━━━ LISTED ENTRIES ━━━

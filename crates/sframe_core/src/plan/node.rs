//! Plan node DAG.
//!
//! Nodes are immutable once constructed and shared by `Arc`; "rewriting"
//! a node always means building a replacement and rewiring the parent.
//! Node identity (pointer equality) is what the optimizer's input
//! de-duplication keys on, never structural equality.

use std::sync::Arc;

use sframe_error::{Result, SframeError};

use crate::array::Sarray;
use crate::table::Sframe;
use crate::values::ValueType;

pub type PlanNodeRef = Arc<PlanNode>;

/// Type tag used by transform registration.
#[derive(Debug, Clone, Copy, PartialEq, Eq)]
pub enum PlanNodeType {
    Source,
    Range,
    Project,
    Union,
    GeneralizedUnionProject,
}

/// A literal on-disk source, possibly a row-sliced view.
#[derive(Debug, Clone)]
pub struct SourceNode {
    pub columns: Vec<Sarray>,
    /// Column names carried over when the source wrapped a table.
    pub column_names: Option<Vec<String>>,
    pub begin_index: u64,
    pub end_index: u64,
}

impl SourceNode {
    /// Whether this source covers its underlying columns entirely (not a
    /// row-sliced view).
    pub fn covers_full_columns(&self) -> bool {
        self.begin_index == 0 && self.end_index == self.num_rows_total()
    }

    fn num_rows_total(&self) -> u64 {
        self.columns.first().map(|c| c.num_rows()).unwrap_or(0)
    }
}

#[derive(Debug, Clone)]
pub enum PlanNodeKind {
    Source(SourceNode),
    /// Synthesizes one integer column holding `start..stop`, lazily.
    Range { start: i64, stop: i64 },
    /// Select a column-index subset of the single input.
    Project { indices: Vec<usize> },
    /// Stack the columns of all (same-length) inputs side by side.
    Union,
    /// The fused normal form: output column `i` is fed by
    /// `inputs[index_map[i].0]`'s column `index_map[i].1`.
    GeneralizedUnionProject {
        index_map: Vec<(usize, usize)>,
        /// Cache: output column -> literal underlying column, attached by
        /// the optimizer when every input is a full-coverage source.
        direct_source: Option<Vec<Sarray>>,
    },
}

/// An immutable lazy operator node.
#[derive(Debug)]
pub struct PlanNode {
    kind: PlanNodeKind,
    inputs: Vec<PlanNodeRef>,
    output_types: Vec<ValueType>,
    /// Row count when inferable without execution; `None` otherwise.
    num_rows: Option<u64>,
}

impl PlanNode {
    /// Wrap a sealed table. Shares the table's column handles.
    pub fn source(frame: &Sframe) -> PlanNodeRef {
        frame.assert_aligned();
        let kind = PlanNodeKind::Source(SourceNode {
            columns: frame.columns().to_vec(),
            column_names: Some(frame.column_names().to_vec()),
            begin_index: 0,
            end_index: frame.num_rows(),
        });
        Self::build(kind, Vec::new()).expect("source construction is infallible")
    }

    /// Wrap a single column.
    pub fn source_column(column: Sarray) -> PlanNodeRef {
        let end = column.num_rows();
        let kind = PlanNodeKind::Source(SourceNode {
            columns: vec![column],
            column_names: None,
            begin_index: 0,
            end_index: end,
        });
        Self::build(kind, Vec::new()).expect("source construction is infallible")
    }

    /// Wrap a row-sliced view `[begin, end)` of a table's columns.
    pub fn source_slice(frame: &Sframe, begin: u64, end: u64) -> Result<PlanNodeRef> {
        frame.assert_aligned();
        if begin > end || end > frame.num_rows() {
            return Err(SframeError::new(format!(
                "Invalid source slice [{begin}, {end}) of {} rows",
                frame.num_rows()
            )));
        }
        let kind = PlanNodeKind::Source(SourceNode {
            columns: frame.columns().to_vec(),
            column_names: Some(frame.column_names().to_vec()),
            begin_index: begin,
            end_index: end,
        });
        Self::build(kind, Vec::new())
    }

    /// A lazily synthesized row-index column holding `start..stop`.
    pub fn range(start: i64, stop: i64) -> Result<PlanNodeRef> {
        if stop < start {
            return Err(SframeError::new(format!(
                "Invalid range [{start}, {stop})"
            )));
        }
        Self::build(PlanNodeKind::Range { start, stop }, Vec::new())
    }

    pub fn project(input: PlanNodeRef, indices: Vec<usize>) -> Result<PlanNodeRef> {
        for &idx in &indices {
            if idx >= input.num_columns() {
                return Err(SframeError::new(format!(
                    "Projection index {idx} out of range, input has {} columns",
                    input.num_columns()
                )));
            }
        }
        Self::build(PlanNodeKind::Project { indices }, vec![input])
    }

    pub fn union(inputs: Vec<PlanNodeRef>) -> Result<PlanNodeRef> {
        if inputs.is_empty() {
            return Err(SframeError::new("Union requires at least one input"));
        }
        let known: Vec<u64> = inputs.iter().filter_map(|i| i.num_rows()).collect();
        if known.windows(2).any(|w| w[0] != w[1]) {
            return Err(SframeError::new(
                "Union inputs must have identical row counts",
            ));
        }
        Self::build(PlanNodeKind::Union, inputs)
    }

    pub fn generalized_union_project(
        inputs: Vec<PlanNodeRef>,
        index_map: Vec<(usize, usize)>,
    ) -> Result<PlanNodeRef> {
        if inputs.is_empty() {
            return Err(SframeError::new(
                "Generalized union project requires at least one input",
            ));
        }
        for &(input_id, col_id) in &index_map {
            let input = inputs.get(input_id).ok_or_else(|| {
                SframeError::new(format!("Index map references missing input {input_id}"))
            })?;
            if col_id >= input.num_columns() {
                return Err(SframeError::new(format!(
                    "Index map references column {col_id} of input {input_id}, which has {} columns",
                    input.num_columns()
                )));
            }
        }
        let known: Vec<u64> = inputs.iter().filter_map(|i| i.num_rows()).collect();
        if known.windows(2).any(|w| w[0] != w[1]) {
            return Err(SframeError::new(
                "Generalized union project inputs must have identical row counts",
            ));
        }
        Self::build(
            PlanNodeKind::GeneralizedUnionProject {
                index_map,
                direct_source: None,
            },
            inputs,
        )
    }

    /// Rebuild a node from a kind and input list, recomputing metadata.
    /// Used by constructors and by the optimizer when rewiring inputs.
    pub(crate) fn build(kind: PlanNodeKind, inputs: Vec<PlanNodeRef>) -> Result<PlanNodeRef> {
        let output_types = Self::compute_output_types(&kind, &inputs)?;
        let num_rows = Self::infer_num_rows(&kind, &inputs);
        Ok(Arc::new(PlanNode {
            kind,
            inputs,
            output_types,
            num_rows,
        }))
    }

    fn compute_output_types(
        kind: &PlanNodeKind,
        inputs: &[PlanNodeRef],
    ) -> Result<Vec<ValueType>> {
        Ok(match kind {
            PlanNodeKind::Source(source) => {
                source.columns.iter().map(|c| c.value_type()).collect()
            }
            PlanNodeKind::Range { .. } => vec![ValueType::Integer],
            PlanNodeKind::Project { indices } => {
                let input = &inputs[0];
                indices
                    .iter()
                    .map(|&idx| input.output_types()[idx])
                    .collect()
            }
            PlanNodeKind::Union => inputs
                .iter()
                .flat_map(|i| i.output_types().iter().copied())
                .collect(),
            PlanNodeKind::GeneralizedUnionProject { index_map, .. } => index_map
                .iter()
                .map(|&(input_id, col_id)| inputs[input_id].output_types()[col_id])
                .collect(),
        })
    }

    fn infer_num_rows(kind: &PlanNodeKind, inputs: &[PlanNodeRef]) -> Option<u64> {
        match kind {
            PlanNodeKind::Source(source) => Some(source.end_index - source.begin_index),
            PlanNodeKind::Range { start, stop } => Some((stop - start) as u64),
            PlanNodeKind::Project { .. } => inputs[0].num_rows(),
            PlanNodeKind::Union | PlanNodeKind::GeneralizedUnionProject { .. } => {
                inputs.iter().find_map(|i| i.num_rows())
            }
        }
    }

    pub fn kind(&self) -> &PlanNodeKind {
        &self.kind
    }

    pub fn node_type(&self) -> PlanNodeType {
        match &self.kind {
            PlanNodeKind::Source(_) => PlanNodeType::Source,
            PlanNodeKind::Range { .. } => PlanNodeType::Range,
            PlanNodeKind::Project { .. } => PlanNodeType::Project,
            PlanNodeKind::Union => PlanNodeType::Union,
            PlanNodeKind::GeneralizedUnionProject { .. } => {
                PlanNodeType::GeneralizedUnionProject
            }
        }
    }

    pub fn inputs(&self) -> &[PlanNodeRef] {
        &self.inputs
    }

    /// Number of output columns. Always derived from the node's own
    /// semantics, never assumed equal to any input's column count.
    pub fn num_columns(&self) -> usize {
        self.output_types.len()
    }

    pub fn output_types(&self) -> &[ValueType] {
        &self.output_types
    }

    /// Output row count when inferable without executing the plan.
    pub fn num_rows(&self) -> Option<u64> {
        self.num_rows
    }
}

#[cfg(test)]
mod tests {
    use super::*;
    use crate::values::Value;

    fn int_column(dir: &std::path::Path, name: &str, rows: i64) -> Sarray {
        Sarray::from_values(
            dir.join(name),
            ValueType::Integer,
            &(0..rows).map(Value::Integer).collect::<Vec<_>>(),
            2,
        )
        .unwrap()
    }

    #[test]
    fn metadata_inference() {
        let dir = tempfile::tempdir().unwrap();
        let col = int_column(dir.path(), "a", 10);
        let src = PlanNode::source_column(col);
        assert_eq!(Some(10), src.num_rows());
        assert_eq!(&[ValueType::Integer], src.output_types());

        let range = PlanNode::range(0, 10).unwrap();
        let union = PlanNode::union(vec![src.clone(), range]).unwrap();
        assert_eq!(2, union.num_columns());
        assert_eq!(Some(10), union.num_rows());

        let proj = PlanNode::project(union, vec![1, 1, 0]).unwrap();
        assert_eq!(3, proj.num_columns());
    }

    #[test]
    fn union_length_mismatch_rejected() {
        let dir = tempfile::tempdir().unwrap();
        let a = PlanNode::source_column(int_column(dir.path(), "a", 10));
        let b = PlanNode::source_column(int_column(dir.path(), "b", 5));
        assert!(PlanNode::union(vec![a, b]).is_err());
    }

    #[test]
    fn project_out_of_range_rejected() {
        let dir = tempfile::tempdir().unwrap();
        let a = PlanNode::source_column(int_column(dir.path(), "a", 4));
        assert!(PlanNode::project(a, vec![1]).is_err());
    }

    #[test]
    fn gup_column_count_is_index_map_len() {
        let dir = tempfile::tempdir().unwrap();
        let a = PlanNode::source_column(int_column(dir.path(), "a", 4));
        let gup =
            PlanNode::generalized_union_project(vec![a], vec![(0, 0), (0, 0), (0, 0)]).unwrap();
        assert_eq!(3, gup.num_columns());
    }

    #[test]
    fn sliced_source_not_full_coverage() {
        let dir = tempfile::tempdir().unwrap();
        let col = int_column(dir.path(), "a", 10);
        let frame = Sframe::new(vec![("a".to_string(), col)]).unwrap();
        let sliced = PlanNode::source_slice(&frame, 2, 7).unwrap();
        match sliced.kind() {
            PlanNodeKind::Source(s) => assert!(!s.covers_full_columns()),
            _ => unreachable!(),
        }
        assert_eq!(Some(5), sliced.num_rows());
    }
}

━━━

**TASK OBJECTIVE**
Scan the lines above for "must", then copy every one that has it.

**WRITTEN ANSWER**
                "Union inputs must have identical row counts",
                "Generalized union project inputs must have identical row counts",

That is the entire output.